Collected data:
== Segment start ==

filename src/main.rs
// Live vehicle map server
// Polls the journeys API and serves the reconciled map state over HTTP

use clap::Parser;
use tracing::{error, info};

use nysse_live_map::{logger, server, CliArgs};

fn main() -> std::io::Result<()> {
    let args = CliArgs::parse();
    logger::init_logger();

    let config = match args.into_config() {
        Ok(config) => config,
        Err(e) => {
            error!("❌ {}", e);
            std::process::exit(1);
        }
    };

    info!("🚀 Starting live vehicle map (lines: {}, operators: {})",
        config.filters.lines, config.filters.operators);

    actix_web::rt::System::new().block_on(server::run_server(config))
}
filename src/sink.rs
//! The rendering surface as seen by the reconciliation logic.
//!
//! The core only ever issues commands through [`MapStateSink`]. [`MapState`]
//! keeps the resulting surface in memory for the HTTP layer to serve.

use std::collections::BTreeMap;
use std::sync::{Mutex, MutexGuard, PoisonError};

use geojson::FeatureCollection;
use serde::Serialize;

use crate::models::Popup;

pub const VEHICLES_SOURCE: &str = "vehicles";
pub const VEHICLES_LAYER: &str = "vehicles-layer";
pub const ROUTE_STOPS_SOURCE: &str = "route-stops-live";
pub const ROUTE_STOPS_LAYER: &str = "route-stops-live-layer";
pub const ROUTE_SHAPE_SOURCE: &str = "route-shape";
pub const ROUTE_SHAPE_LAYER: &str = "route-shape-layer";

#[derive(Debug, Clone, Copy, PartialEq, Eq, Serialize)]
#[serde(rename_all = "snake_case")]
pub enum LayerKind {
    Symbol,
    Line,
}

#[derive(Debug, Clone, PartialEq, Eq, Serialize)]
pub struct LayerSpec {
    pub id: String,
    pub source: String,
    pub kind: LayerKind,
}

impl LayerSpec {
    pub fn new(id: &str, source: &str, kind: LayerKind) -> Self {
        LayerSpec {
            id: id.to_string(),
            source: source.to_string(),
            kind,
        }
    }
}

/// Fire-and-forget commands understood by the rendering surface. Calls must
/// be cheap: they are issued from inside the poll loops.
pub trait MapStateSink: Send + Sync + 'static {
    /// Creates or atomically replaces a named source.
    fn set_source(&self, name: &str, collection: FeatureCollection);
    /// Puts a layer on top of the stack, or replaces it in place if present.
    fn add_layer(&self, layer: LayerSpec);
    fn remove_layer(&self, id: &str);
    fn remove_source(&self, name: &str);
    /// Moves `id` directly beneath `reference`. No-op if either is missing.
    fn move_layer_below(&self, id: &str, reference: &str);
    /// Opens the popup or moves it if already open.
    fn set_popup(&self, popup: Popup);
    fn remove_popup(&self);
}

#[derive(Debug, Default)]
struct Surface {
    sources: BTreeMap<String, FeatureCollection>,
    // index 0 is the bottom of the stack
    layers: Vec<LayerSpec>,
    popup: Option<Popup>,
}

#[derive(Debug, Default)]
pub struct MapState {
    surface: Mutex<Surface>,
}

impl MapState {
    pub fn new() -> Self {
        Self::default()
    }

    fn surface(&self) -> MutexGuard<'_, Surface> {
        self.surface.lock().unwrap_or_else(PoisonError::into_inner)
    }

    pub fn source(&self, name: &str) -> Option<FeatureCollection> {
        self.surface().sources.get(name).cloned()
    }

    pub fn source_names(&self) -> Vec<String> {
        self.surface().sources.keys().cloned().collect()
    }

    pub fn layers(&self) -> Vec<LayerSpec> {
        self.surface().layers.clone()
    }

    pub fn popup(&self) -> Option<Popup> {
        self.surface().popup.clone()
    }
}

impl MapStateSink for MapState {
    fn set_source(&self, name: &str, collection: FeatureCollection) {
        self.surface().sources.insert(name.to_string(), collection);
    }

    fn add_layer(&self, layer: LayerSpec) {
        let mut surface = self.surface();
        match surface.layers.iter().position(|existing| existing.id == layer.id) {
            Some(index) => surface.layers[index] = layer,
            None => surface.layers.push(layer),
        }
    }

    fn remove_layer(&self, id: &str) {
        self.surface().layers.retain(|layer| layer.id != id);
    }

    fn remove_source(&self, name: &str) {
        self.surface().sources.remove(name);
    }

    fn move_layer_below(&self, id: &str, reference: &str) {
        let mut surface = self.surface();
        let Some(from) = surface.layers.iter().position(|layer| layer.id == id) else {
            return;
        };
        if !surface.layers.iter().any(|layer| layer.id == reference) || id == reference {
            return;
        }

        let layer = surface.layers.remove(from);
        if let Some(to) = surface.layers.iter().position(|layer| layer.id == reference) {
            surface.layers.insert(to, layer);
        }
    }

    fn set_popup(&self, popup: Popup) {
        self.surface().popup = Some(popup);
    }

    fn remove_popup(&self) {
        self.surface().popup = None;
    }
}
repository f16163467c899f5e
use thiserror::Error;

#[derive(Debug, Error)]
pub enum LiveMapError {
    #[error("Network error: {0}")]
    NetworkError(String),
    #[error("Upstream returned error status: {0}")]
    StatusError(String),
    #[error("Parse error: {0}")]
    ParseError(String),
    #[error("File error: {0}")]
    FileError(String),
    #[error("Configuration error: {0}")]
    ConfigError(String),
}

pub type Result<T> = std::result::Result<T, LiveMapError>;
#![allow(dead_code)]

use std::collections::{HashMap, HashSet, VecDeque};
use std::sync::atomic::{AtomicUsize, Ordering};
use std::sync::Mutex;
use std::time::Duration;

use geojson::FeatureCollection;
use nysse_live_map::api::{parse_feature_collection, TransitApi};
use nysse_live_map::error::{LiveMapError, Result};
use nysse_live_map::models::{Popup, StopPoint, VehicleActivity};
use nysse_live_map::sink::{LayerSpec, MapState, MapStateSink};
use serde_json::{json, Value};

/// In-memory journeys API. `None` feed means the feed is offline.
#[derive(Default)]
pub struct FakeApi {
    feed: Mutex<Option<Vec<Value>>>,
    feed_delays: Mutex<VecDeque<Duration>>,
    stop_points: Mutex<HashMap<String, StopPoint>>,
    failing_stops: Mutex<HashSet<String>>,
    shapes: Mutex<Option<FeatureCollection>>,
    feed_calls: AtomicUsize,
    stop_calls: Mutex<HashMap<String, usize>>,
}

impl FakeApi {
    pub fn new() -> Self {
        Self::default()
    }

    pub fn set_feed(&self, records: Vec<Value>) {
        *self.feed.lock().unwrap() = Some(records);
    }

    pub fn take_feed_offline(&self) {
        *self.feed.lock().unwrap() = None;
    }

    /// The next feed request answers after `delay`.
    pub fn delay_next_feed(&self, delay: Duration) {
        self.feed_delays.lock().unwrap().push_back(delay);
    }

    pub fn add_stop(&self, code: &str, name: &str, location: &str) {
        self.stop_points.lock().unwrap().insert(
            code.to_string(),
            StopPoint {
                name: name.to_string(),
                short_name: Some(code.to_string()),
                location: Some(location.to_string()),
            },
        );
    }

    pub fn fail_stop(&self, code: &str) {
        self.failing_stops.lock().unwrap().insert(code.to_string());
    }

    pub fn set_shapes(&self, geojson: &str) {
        *self.shapes.lock().unwrap() = Some(parse_feature_collection(geojson).unwrap());
    }

    pub fn feed_calls(&self) -> usize {
        self.feed_calls.load(Ordering::SeqCst)
    }

    pub fn stop_calls(&self, code: &str) -> usize {
        self.stop_calls.lock().unwrap().get(code).copied().unwrap_or(0)
    }
}

impl TransitApi for FakeApi {
    async fn vehicle_activity(&self) -> Result<Vec<VehicleActivity>> {
        self.feed_calls.fetch_add(1, Ordering::SeqCst);
        let delay = self.feed_delays.lock().unwrap().pop_front();
        let records = self.feed.lock().unwrap().clone();

        if let Some(delay) = delay {
            tokio::time::sleep(delay).await;
        }

        match records {
            Some(records) => Ok(VehicleActivity::parse_snapshot(records)),
            None => Err(LiveMapError::NetworkError("feed offline".to_string())),
        }
    }

    async fn stop_point(&self, code: &str) -> Result<Option<StopPoint>> {
        *self.stop_calls.lock().unwrap().entry(code.to_string()).or_default() += 1;

        if self.failing_stops.lock().unwrap().contains(code) {
            return Err(LiveMapError::StatusError(format!("stop {} unavailable", code)));
        }
        Ok(self.stop_points.lock().unwrap().get(code).cloned())
    }

    async fn route_shapes(&self) -> Result<FeatureCollection> {
        self.shapes
            .lock()
            .unwrap()
            .clone()
            .ok_or_else(|| LiveMapError::FileError("no route shapes".to_string()))
    }
}

#[derive(Debug, Clone, PartialEq)]
pub enum SinkCommand {
    SetSource(String),
    AddLayer(String),
    RemoveLayer(String),
    RemoveSource(String),
    MoveLayerBelow(String, String),
    SetPopup(String),
    RemovePopup,
}

/// `MapState` that also journals every command it receives.
#[derive(Default)]
pub struct RecordingSink {
    pub state: MapState,
    journal: Mutex<Vec<SinkCommand>>,
}

impl RecordingSink {
    pub fn new() -> Self {
        Self::default()
    }

    pub fn commands(&self) -> Vec<SinkCommand> {
        self.journal.lock().unwrap().clone()
    }

    pub fn count(&self, command: &SinkCommand) -> usize {
        self.journal.lock().unwrap().iter().filter(|c| *c == command).count()
    }

    pub fn layer_ids(&self) -> Vec<String> {
        self.state.layers().into_iter().map(|layer| layer.id).collect()
    }

    fn record(&self, command: SinkCommand) {
        self.journal.lock().unwrap().push(command);
    }
}

impl MapStateSink for RecordingSink {
    fn set_source(&self, name: &str, collection: FeatureCollection) {
        self.record(SinkCommand::SetSource(name.to_string()));
        self.state.set_source(name, collection);
    }

    fn add_layer(&self, layer: LayerSpec) {
        self.record(SinkCommand::AddLayer(layer.id.clone()));
        self.state.add_layer(layer);
    }

    fn remove_layer(&self, id: &str) {
        self.record(SinkCommand::RemoveLayer(id.to_string()));
        self.state.remove_layer(id);
    }

    fn remove_source(&self, name: &str) {
        self.record(SinkCommand::RemoveSource(name.to_string()));
        self.state.remove_source(name);
    }

    fn move_layer_below(&self, id: &str, reference: &str) {
        self.record(SinkCommand::MoveLayerBelow(id.to_string(), reference.to_string()));
        self.state.move_layer_below(id, reference);
    }

    fn set_popup(&self, popup: Popup) {
        self.record(SinkCommand::SetPopup(popup.vehicle_id.clone()));
        self.state.set_popup(popup);
    }

    fn remove_popup(&self) {
        self.record(SinkCommand::RemovePopup);
        self.state.remove_popup();
    }
}

/// A vehicle-activity record in the journeys API shape.
pub fn vehicle(id: &str, line: &str, longitude: f64, latitude: f64) -> Value {
    json!({
        "monitoredVehicleJourney": {
            "vehicleRef": id,
            "lineRef": line,
            "operatorRef": "TKL",
            "directionRef": "1",
            "destinationShortName": "0001",
            "delay": "PT0S",
            "bearing": 90,
            "vehicleLocation": {
                "longitude": longitude.to_string(),
                "latitude": latitude.to_string()
            }
        }
    })
}

/// Adds onward calls for the given stop codes, one minute apart.
pub fn with_onward_calls(mut record: Value, stops: &[&str]) -> Value {
    let calls: Vec<Value> = stops
        .iter()
        .enumerate()
        .map(|(index, code)| {
            json!({
                "stopPointRef": format!("https://data.itsfactory.fi/journeys/api/1/stop-points/{}", code),
                "order": (index + 1).to_string(),
                "expectedArrivalTime": format!("2024-05-02T09:{:02}:00.000+03:00", 10 + index),
            })
        })
        .collect();
    record["monitoredVehicleJourney"]["onwardCalls"] = Value::Array(calls);
    record
}

pub const ROUTE_SHAPES: &str = r#"{
    "type": "FeatureCollection",
    "features": [
        {
            "type": "Feature",
            "geometry": { "type": "LineString", "coordinates": [[23.70, 61.49], [23.80, 61.50]] },
            "properties": { "route_id": "3", "direction_id": "1" }
        },
        {
            "type": "Feature",
            "geometry": { "type": "LineString", "coordinates": [[23.80, 61.50], [23.70, 61.49]] },
            "properties": { "route_id": "3", "direction_id": "2" }
        }
    ]
}"#;
use serde::Serialize;
use tracing::{debug, info};

use crate::models::{Popup, VehicleFeature};
use crate::sink::MapStateSink;

/// The vehicle whose popup is open.
#[derive(Debug, Clone, PartialEq, Serialize)]
pub struct Selection {
    pub vehicle_id: String,
    pub anchor_coordinates: [f64; 2],
}

#[derive(Debug, Clone, PartialEq, Serialize)]
#[serde(tag = "change", rename_all = "snake_case")]
pub enum SelectionChange {
    /// Nothing is selected.
    Idle,
    /// The popup follows the vehicle to its new position.
    Moved { vehicle_id: String, coordinates: [f64; 2] },
    /// The vehicle left the feed; the popup was removed.
    Dismissed { vehicle_id: String },
}

/// Keeps the popup anchored to the same vehicle across commits.
#[derive(Debug, Default)]
pub struct SelectionTracker {
    current: Option<Selection>,
}

impl SelectionTracker {
    pub fn new() -> Self {
        Self::default()
    }

    pub fn current(&self) -> Option<&Selection> {
        self.current.as_ref()
    }

    /// Opens the popup for `vehicle_id` if it is part of `features`.
    /// An unknown id leaves the current selection untouched.
    pub fn select<S: MapStateSink>(
        &mut self,
        vehicle_id: &str,
        features: &[VehicleFeature],
        sink: &S,
    ) -> Option<Selection> {
        let feature = features.iter().find(|feature| feature.id == vehicle_id)?;

        let selection = Selection {
            vehicle_id: feature.id.clone(),
            anchor_coordinates: feature.coordinates,
        };
        sink.set_popup(Self::popup_for(feature));
        self.current = Some(selection.clone());
        info!("📌 Selected vehicle {}", vehicle_id);
        Some(selection)
    }

    pub fn clear<S: MapStateSink>(&mut self, sink: &S) -> Option<Selection> {
        let previous = self.current.take()?;
        sink.remove_popup();
        debug!("Selection of {} cleared", previous.vehicle_id);
        Some(previous)
    }

    /// Runs once per committed collection, after the commit.
    pub fn reconcile<S: MapStateSink>(
        &mut self,
        features: &[VehicleFeature],
        sink: &S,
    ) -> SelectionChange {
        let Some(selection) = self.current.as_mut() else {
            return SelectionChange::Idle;
        };

        match features.iter().find(|feature| feature.id == selection.vehicle_id) {
            Some(feature) => {
                selection.anchor_coordinates = feature.coordinates;
                sink.set_popup(Self::popup_for(feature));
                SelectionChange::Moved {
                    vehicle_id: feature.id.clone(),
                    coordinates: feature.coordinates,
                }
            }
            None => {
                let vehicle_id = selection.vehicle_id.clone();
                self.current = None;
                sink.remove_popup();
                info!("Vehicle {} left the feed, popup dismissed", vehicle_id);
                SelectionChange::Dismissed { vehicle_id }
            }
        }
    }

    fn popup_for(feature: &VehicleFeature) -> Popup {
        Popup {
            vehicle_id: feature.id.clone(),
            coordinates: feature.coordinates,
            content: feature.popup_content(),
        }
    }
}
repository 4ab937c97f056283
pub mod contact;
pub mod health;
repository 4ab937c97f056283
use contact_relay::config::get_configuration;
use contact_relay::startup::AppServer;
use contact_relay::telemetry::{get_subscriber, init_subscriber};

#[tokio::main]
async fn main() -> std::io::Result<()> {
    init_subscriber(get_subscriber(
        "contact-relay".into(),
        "info".into(),
        std::io::stdout,
    ));

    let configuration = get_configuration().expect("Should have loaded configuration");
    let server = AppServer::build(configuration).expect("should have created server");

    server.run_until_stopped().await?;

    Ok(())
}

== Segment end ==

WORK TO COMPLETE: In your reply, restate exactly the lines from the start of the records above through the line holding "pub const ROUTE_STOPS_LAYER: &str", including both, and nothing else.

THE COMPLETED TASK:
filename src/main.rs
// Live vehicle map server
// Polls the journeys API and serves the reconciled map state over HTTP

use clap::Parser;
use tracing::{error, info};

use nysse_live_map::{logger, server, CliArgs};

fn main() -> std::io::Result<()> {
    let args = CliArgs::parse();
    logger::init_logger();

    let config = match args.into_config() {
        Ok(config) => config,
        Err(e) => {
            error!("❌ {}", e);
            std::process::exit(1);
        }
    };

    info!("🚀 Starting live vehicle map (lines: {}, operators: {})",
        config.filters.lines, config.filters.operators);

    actix_web::rt::System::new().block_on(server::run_server(config))
}
filename src/sink.rs
//! The rendering surface as seen by the reconciliation logic.
//!
//! The core only ever issues commands through [`MapStateSink`]. [`MapState`]
//! keeps the resulting surface in memory for the HTTP layer to serve.

use std::collections::BTreeMap;
use std::sync::{Mutex, MutexGuard, PoisonError};

use geojson::FeatureCollection;
use serde::Serialize;

use crate::models::Popup;

pub const VEHICLES_SOURCE: &str = "vehicles";
pub const VEHICLES_LAYER: &str = "vehicles-layer";
pub const ROUTE_STOPS_SOURCE: &str = "route-stops-live";
pub const ROUTE_STOPS_LAYER: &str = "route-stops-live-layer";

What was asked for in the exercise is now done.